The NASD believes that the proposed forms contain all the essential
information to effect a valid transfer of the security interest in a
timely fashion. To allow the forms to be used as mere models or guides
would defeat the fundamental aim of standardizing the limited
partnership transfer process. Nonetheless, nothing precludes a
particular general partner, member or transfer agent from requesting
additional information in order to complete certain books, records or
documentation requirements of the partnership agreement. However, the
failure to obtain such additional information should not prevent a
valid transfer of the security interest from taking effect where the
transfer forms are complete and contain all of the required information
for a valid transfer.
Specific Comments
Transferor/Transferee Forms
One commenter suggested that the terms ``Buyers'' and ``Seller'' be
deleted from the proposed applications for transfer forms since
transfers are not limited to buy/sell transactions.
The ``Reasons For Transfer'' section in the transferor's form
contains fields for ``reregistration,'' ``sale,'' ``death,'' ``gift''
and ``other.'' Thus, the forms do recognize that a transfer can be
effected in ways other than a purchase and sale.
Partnership ID Information
Three commenters suggested modifications to the Partnership ID
Information section of the proposed forms. Once commenter stated that
the tax Shelter Identification Number is a unique number to each
partnership and, therefore, problematic in its application, that not
all partnerships have a tax number and that it is not clear whether
transfer agents track such a number for identification purposes. The
other commenter suggested that the additional partnership identifiers,
such as the CUSIP #, the NASD Symbol, the Partnership Tax ID and the
Tax Shelter ID, are not particularly helpful to the average investor
and should be replaced with information to be completed by the
secondary market intermediary completing the form. Finally, one
commenter stated that the symbols in the NASD symbol directory were
confusing and should be changed suggesting a different format for the
symbols.
The proposed forms were designed to accommodate not any particular
DPP secondary market participant but the transfer processing in
general. Thus, some information required by the forms may be
unnecessary for certain transfers. Regarding confusion to the average
investor, the NASD wishes to emphasize again that the proposed forms
were never intended to be completed by investors; the forms are
[[Page 67150]]
intended to be used by general partners, transfer agents and financial
intermediaries. The NASD does not view the symbols in the proposed
symbol directory as confusing or difficult to use.
Quantity
One commenter suggested that the quantity section of the proposed
forms include either the original investment amount or the original
cost per unit. The commenter claims that some general partners use a
``dollar for dollar'' investment amount rather than a unit amount,
which creates confusion when different secondary markets randomly
assigned unit values to these partnerships. The commenter also stated
that investors are more likely to know how much money they initially
invested rather than how many units they purchased. The commenter
concluded that this additional information would eliminate confusion
and would ensure that all involved parties are ``speaking the same
language.''
The NASD believes that since most partnership documents offer an
initial unit value of measurement to the investor and continue to use
such a measurement for books and records and tax allocation purposes, a
unit value is the best measure of quantity transferred.

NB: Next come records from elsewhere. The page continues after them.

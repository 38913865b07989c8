//! Runtime documents bound to a compiled schema.
//!
//! A [`Document`] owns its raw record, a [`HydrationTracker`] and the bookkeeping needed to
//! shape the next save: pending atomic pushes and atomic fields that were explicitly
//! overwritten. Documents are created by a [`Model`] either from initial values (new
//! documents) or from stored records (hydrated documents).
//!
//! Reads go through [`Document::get`], which consults the tracker first and applies the
//! field's getter chain. Writes go through [`Document::set`] and [`Document::push`], which
//! assign raw values and mark the written paths hydrated; casting and validation happen when
//! the document is saved.

use bson::{Bson, Document as Record, de::deserialize_from_bson};
use futures::future::{BoxFuture, FutureExt};
use serde::de::DeserializeOwned;
use serde_json::Value;
use std::{collections::HashSet, fmt, sync::Arc};
use tokio::task::JoinHandle;
use tracing::{debug, warn};

use crate::{
    backend::Update,
    error::{CastError, FieldError, ModelError, ModelResult, StorageError, ValidationError},
    hooks::HookArgs,
    hydration::{HydrationTracker, Projection},
    model::Model,
    path,
    schema::{Node, Schema},
    types::{ReferenceArrayStyle, Subtype},
};

/// The result of reading a path through [`Document::get`].
#[derive(Debug, Clone, PartialEq)]
pub enum Field {
    /// The path was not part of the projection the document was loaded with.
    NotHydrated,
    /// The path is hydrated but holds no value.
    Missing,
    Value(Bson),
}

impl Field {
    pub fn is_hydrated(&self) -> bool {
        !matches!(self, Field::NotHydrated)
    }

    pub fn value(&self) -> Option<&Bson> {
        match self {
            Field::Value(value) => Some(value),
            _ => None,
        }
    }

    pub fn into_value(self) -> Option<Bson> {
        match self {
            Field::Value(value) => Some(value),
            _ => None,
        }
    }
}

/// A document instance.
pub struct Document {
    model: Model,
    schema: Arc<Schema>,
    record: Record,
    hydration: HydrationTracker,
    is_new: bool,
    pushes: Vec<(String, Bson)>,
    overwritten: HashSet<String>,
    outstanding: Vec<JoinHandle<()>>,
}

impl fmt::Debug for Document {
    fn fmt(&self, f: &mut fmt::Formatter<'_>) -> fmt::Result {
        f.debug_struct("Document")
            .field("model", &self.schema.name())
            .field("record", &self.record)
            .field("is_new", &self.is_new)
            .field("pending_pushes", &self.pushes.len())
            .finish()
    }
}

Required Representations and Acknowledgments
One commenter suggested that both the proposed transferor and
transferee forms contain certain representations and acknowledgments
that (1) specify an ``effective date'' for the right to receive
distributions of cash and allocations or profits and losses, (2)
recognize certain restrictions in the partnership agreement and state-
imposed suitability requirements, and (3) recognize the general partner
as the designated person to maintain the list required under Section
6112 of the Internal Revenue Code. The same commenter stated that in
order to clarify the enforcement and interpretation of the parties'
agreement for the transfer of the interests, both the transferor's and
transferee's forms should state that the application for transfer is
irrevocable and specify the governing law.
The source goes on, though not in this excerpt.